Bugün oruç tutmak çok kıymetlidir. Peygamber efendimiz, bugün bir hurmayı mübarek ağzında ıslatıp çocukların ağzına verirdi. Çocuklar, Resulullah’ın mucizesi olarak akşama kadar bir şey yiyip içmezlerdi. Bugün bazı hayvanların bile bir şey yemediği bildirilmiştir. Bir avcı, Aşûre günü, bir geyik yakaladı. Geyik, yavrularını emzirip akşamdan sonra dönmek üzere, avcının izin vermesi için, Resulullah efendimizden, şefaat istedi. Avcı, geyiğin akşama kalmadan hemen gelmesini isteyince, geyik, (Bugün Aşûre günüdür. Bugünün hürmetine yavrularımızı emzirmeyiz. Onun için akşamdan sonra gelmek için izin istedim) dedi. Bunu duyan avcı, geyiği Resulullah’a hediye etti. O da, geyiği serbest bıraktı.

2- Sıla-i rahim yapmalı. Yani salih akrabayı ziyaret edip, hediye ile veya çeşitli yardım ile gönüllerini almalı. Hadis-i şerifte, (Sıla-i rahmi terk eden, Aşûre günü akrabasını ziyaret ederse, Yahya ve İsa’nın sevabı kadar ecre kavuşur) buyuruldu. (Şir’a)

3- Sadaka vermek sünnettir, ibadettir. Hadis-i şerifte, (Aşûre günü, zerre kadar sadaka veren, Uhud Dağı kadar sevaba kavuşur) buyuruldu. (Şir'a)
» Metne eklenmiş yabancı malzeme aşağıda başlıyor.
use rust_decimal::Decimal;
use serde::{Deserialize, Serialize};

use crate::input::sanitize::parse_currency;

/// The four optional form fields, normalized.
///
/// Blank text becomes `None`. Which combinations are acceptable is decided
/// by [`crate::input::resolve`], not here.
#[derive(Debug, Clone, Default, PartialEq, Eq, Serialize, Deserialize)]
pub struct UserInput {
    pub street_address: Option<String>,
    pub parcel_id: Option<String>,
    pub assessed_value: Option<Decimal>,
    pub exemption_value: Option<Decimal>,
}

impl UserInput {
    /// Builds input from raw field text as typed by the user.
    ///
    /// Address and parcel are trimmed. Currency fields keep only their
    /// digits, so `"$100,000"` and `"100000"` are equivalent.
    pub fn from_raw(
        street_address: &str,
        parcel_id: &str,
        assessed_value: &str,
        exemption_value: &str,
    ) -> Self {
        Self {
            street_address: non_blank(street_address),
            parcel_id: non_blank(parcel_id),
            assessed_value: parse_currency(assessed_value),
            exemption_value: parse_currency(exemption_value),
        }
    }

    pub fn has_lookup_field(&self) -> bool {
        self.street_address.is_some() || self.parcel_id.is_some()
    }

    pub fn has_manual_field(&self) -> bool {
        self.assessed_value.is_some() || self.exemption_value.is_some()
    }

    pub fn is_empty(&self) -> bool {
        !self.has_lookup_field() && !self.has_manual_field()
    }
}

fn non_blank(s: &str) -> Option<String> {
    let trimmed = s.trim();
    if trimmed.is_empty() {
        None
    } else {
        Some(trimmed.to_string())
    }
}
Aşûre tatlısı pişirmeyi sünnet sanarak pişirmek, bid’at olur, caiz olmaz. Ama sünnet demeden Aşûre veya başka herhangi bir tatlı pişirmekte mahzur yoktur. Bu inceliği iyi anlamalıdır. Tedavi niyetiyle sürme çeken bugün de sürmelenebilir. Hadis-i şerifte, (Aşûre günü ismidle sürmelenen, göz ağrısı görmez) buyuruldu. (Hâkim)

4- Çok selam vermeli. Hadis-i şerifte, (Aşûre günü on Müslümana selam veren, bütün Müslümanlara selam vermiş gibi sevaba kavuşur) buyuruldu. (Şir'a)
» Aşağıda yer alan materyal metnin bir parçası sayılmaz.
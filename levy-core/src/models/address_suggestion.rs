use serde::{Deserialize, Serialize};

/// One candidate returned by the address autocomplete query.
#[derive(Debug, Clone, PartialEq, Eq, Serialize, Deserialize)]
pub struct AddressSuggestion {
    pub id: String,
    pub full_address: String,
}
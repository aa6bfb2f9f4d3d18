//! Wire types for FeatureServer JSON and their coercion into domain records.
//!
//! Attributes arrive loosely typed: ids may be strings or numbers, amounts
//! may be numbers, numeric strings or null. Coercion fails closed: a
//! feature without a usable `ID` and `FULLADDRESS` is skipped, while an
//! unreadable optional amount is dropped with a warning.

use std::str::FromStr;

use levy_core::{AddressSuggestion, LookupError, PropertyRecord};
use rust_decimal::Decimal;
use serde::Deserialize;
use serde_json::{Map, Value};
use tracing::warn;

#[derive(Debug, Deserialize)]
pub(crate) struct QueryResponse {
    #[serde(default)]
    pub features: Vec<Feature>,
    pub error: Option<ServiceError>,
}

#[derive(Debug, Deserialize)]
pub(crate) struct Feature {
    #[serde(default)]
    pub attributes: Map<String, Value>,
}

/// ArcGIS reports query failures as a 200 response carrying this object.
#[derive(Debug, Deserialize)]
pub(crate) struct ServiceError {
    pub code: Option<i64>,
    pub message: Option<String>,
    #[serde(default)]
    pub details: Vec<String>,
}

impl ServiceError {
    pub fn describe(&self) -> String {
        let mut text = format!(
            "service error {}: {}",
            self.code.map_or_else(|| "?".to_string(), |c| c.to_string()),
            self.message.as_deref().unwrap_or("no message")
        );
        if !self.details.is_empty() {
            text.push_str(&format!(" ({})", self.details.join("; ")));
        }
        text
    }
}

impl QueryResponse {
    pub fn parse(body: &str) -> Result<Self, LookupError> {
        let response: QueryResponse =
            serde_json::from_str(body).map_err(|e| LookupError::InvalidResponse(e.to_string()))?;
        match &response.error {
            Some(err) => Err(LookupError::Transport(err.describe())),
            None => Ok(response),
        }
    }

    /// First feature that coerces into a [`PropertyRecord`].
    pub fn into_property(self) -> Result<PropertyRecord, LookupError> {
        self.features
            .iter()
            .find_map(|f| property_from_attributes(&f.attributes))
            .ok_or(LookupError::NotFound)
    }

    pub fn into_suggestions(self) -> Vec<AddressSuggestion> {
        self.features
            .iter()
            .filter_map(|f| {
                Some(AddressSuggestion {
                    id: text_attr(&f.attributes, "ID")?,
                    full_address: text_attr(&f.attributes, "FULLADDRESS")?,
                })
            })
            .collect()
    }
}

fn property_from_attributes(attrs: &Map<String, Value>) -> Option<PropertyRecord> {
    let id = text_attr(attrs, "ID")?;
    let Some(full_address) = text_attr(attrs, "FULLADDRESS") else {
        warn!(%id, "skipping feature without FULLADDRESS");
        return None;
    };

    Some(PropertyRecord {
        taxable_value: amount_attr(attrs, "TXBL")
            .unwrap_or_default()
            .max(Decimal::ZERO),
        assessed_value: amount_attr(attrs, "ASSD"),
        exemptions: amount_attr(attrs, "EXEMPTIONS"),
        homestead: text_attr(attrs, "HOMESTEAD"),
        hyperlink: text_attr(attrs, "HYPERLINK"),
        id,
        full_address,
    })
}

/// Non-blank text, accepting numbers as their decimal rendering.
fn text_attr(
    attrs: &Map<String, Value>,
    key: &str,
) -> Option<String> {
    let text = match attrs.get(key)? {
        Value::String(s) => s.trim().to_string(),
        Value::Number(n) => n.to_string(),
        _ => return None,
    };
    (!text.is_empty()).then_some(text)
}

fn amount_attr(
    attrs: &Map<String, Value>,
    key: &str,
) -> Option<Decimal> {
    let raw = match attrs.get(key)? {
        Value::Null => return None,
        Value::Number(n) => n.to_string(),
        Value::String(s) if s.trim().is_empty() => return None,
        Value::String(s) => s.trim().to_string(),
        other => {
            warn!(key, value = %other, "ignoring non-numeric attribute");
            return None;
        }
    };
    Decimal::from_str(&raw)
        .or_else(|_| Decimal::from_scientific(&raw))
        .map_err(|e| warn!(key, %raw, "ignoring unparseable amount: {}", e))
        .ok()
}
5- Çoluk çocuğunu sevindirmeli! Hadis-i şerifte, (Aşûre günü, aile efradının nafakasını geniş tutanın, bütün yıl nafakası geniş olur) buyuruldu. (Beyhekî)
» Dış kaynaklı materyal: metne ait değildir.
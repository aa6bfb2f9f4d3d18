//! Wiring shared by the one-shot commands and the interactive session.

use anyhow::{Context, Result};
use levy_arcgis::ArcGisLookupFactory;
use levy_core::TaxEstimator;
use levy_core::calculations::LevyCalculator;
use levy_core::lookup::LookupRegistry;
use tracing::debug;

use crate::config::Settings;
use crate::render::{render_output, render_suggestions};
use crate::state::{AppState, FormFields, Submission};

/// Build a [`LookupRegistry`] with every compiled-in backend.
pub fn build_registry() -> LookupRegistry {
    LookupRegistry::new().with(ArcGisLookupFactory)
}

/// Creates the configured lookup backend and the estimator around it.
pub async fn build_estimator(settings: &Settings) -> Result<TaxEstimator> {
    let config = settings.lookup_config();
    debug!(backend = %config.backend, endpoint = %config.endpoint, "creating lookup backend");

    let lookup = build_registry()
        .connect(&config)
        .await
        .with_context(|| format!("cannot create '{}' lookup backend", config.backend))?;

    Ok(TaxEstimator::new(
        lookup,
        LevyCalculator::new(settings.levy.millage_rate),
    ))
}

/// What a one-shot command produced.
#[derive(Debug, Clone, PartialEq, Eq)]
pub struct CommandOutput {
    pub text: String,
    pub success: bool,
}

/// Submits `form` once and renders the resulting output regions.
pub async fn run_estimate(
    estimator: &TaxEstimator,
    project_name: &str,
    form: FormFields,
) -> CommandOutput {
    let mut state = AppState::with_form(form);

    if let Submission::Pending(ticket, mode) = state.submit() {
        let outcome = estimator.run(mode).await;
        state.apply(ticket, outcome);
    }

    CommandOutput {
        text: render_output(project_name, &state.output),
        success: state.output.tax_share.is_some(),
    }
}

/// Lists address candidates for `text`.
pub async fn run_suggest(
    estimator: &TaxEstimator,
    text: &str,
) -> CommandOutput {
    let mut state = AppState::new();
    let ticket = state.begin_suggestion();

    match estimator.suggest(text).await {
        Ok(candidates) if candidates.is_empty() => CommandOutput {
            text: "No matching addresses.\n".to_string(),
            success: true,
        },
        Ok(candidates) => {
            state.apply_suggestions(ticket, candidates);
            CommandOutput {
                text: render_suggestions(&state),
                success: true,
            }
        }
        Err(err) => CommandOutput {
            text: format!("{err}\n"),
            success: false,
        },
    }
}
6- Gusletmeli. Hadis-i şerifte, (Aşûre günü gusleden mümin, günahlardan temizlenir) buyuruldu. (Şir'a) [Bu sevaplar, itikadı düzgün olan, namaz kılan ve haramlardan kaçan mümin içindir. Bunlara riayet etmeyen kimse, Aşûre günü, bir değil, defalarca gusletse, günahları affolmaz.]

7- İlim öğrenmeli! Hadis-i şerifte, (Aşûre günü, ilim öğrenilen veya Allahü teâlâyı zikredilen bir yerde, biraz oturan, Cennete girer) buyuruldu. Bu gece ilim olarak, ehl-i sünnete uygun bir kitap, [mesela İslam Ahlakı veya Tam İlmihal Seadet-i Ebediyye] okumalıdır. Ayrıca Kur’an-ı kerim okumalı, kazası olan kaza namazı kılmalı. (Şir’a)

Hazret-i Hüseyin, 10 Muharremde şehit edildi. O yüce imamın şehit edilmesi, elbette bütün müslümanlar için büyük musibet ve üzüntüdür. Hazret-i Ömer, Hazret-i Osman, Hazret-i Ali ve Hazret-i Hamza’nın şehit edilmeleri de, böyle büyük musibet ve üzüntüdür. Fakat, Peygamber efendimiz, Hazret-i Hamza’nın şehit edildiği günün yıldönümlerinde matem [yas] tutmadı. Matem tutmayı da emretmedi. Matem yasak olmasaydı, herkesten önce Peygamber efendimizin ölümü için matem tutulurdu. Hadis-i şeriflerde buyuruldu ki:
(Matem tutan, ölmeden tövbe etmezse, kıyamette şiddetli azap görür.) [Müslim]
(İki şey vardır ki, insanı küfre sürükler. Birincisi, birinin soyuna sövmek, ikincisi, ölü için matem tutmaktır.) [Müslim]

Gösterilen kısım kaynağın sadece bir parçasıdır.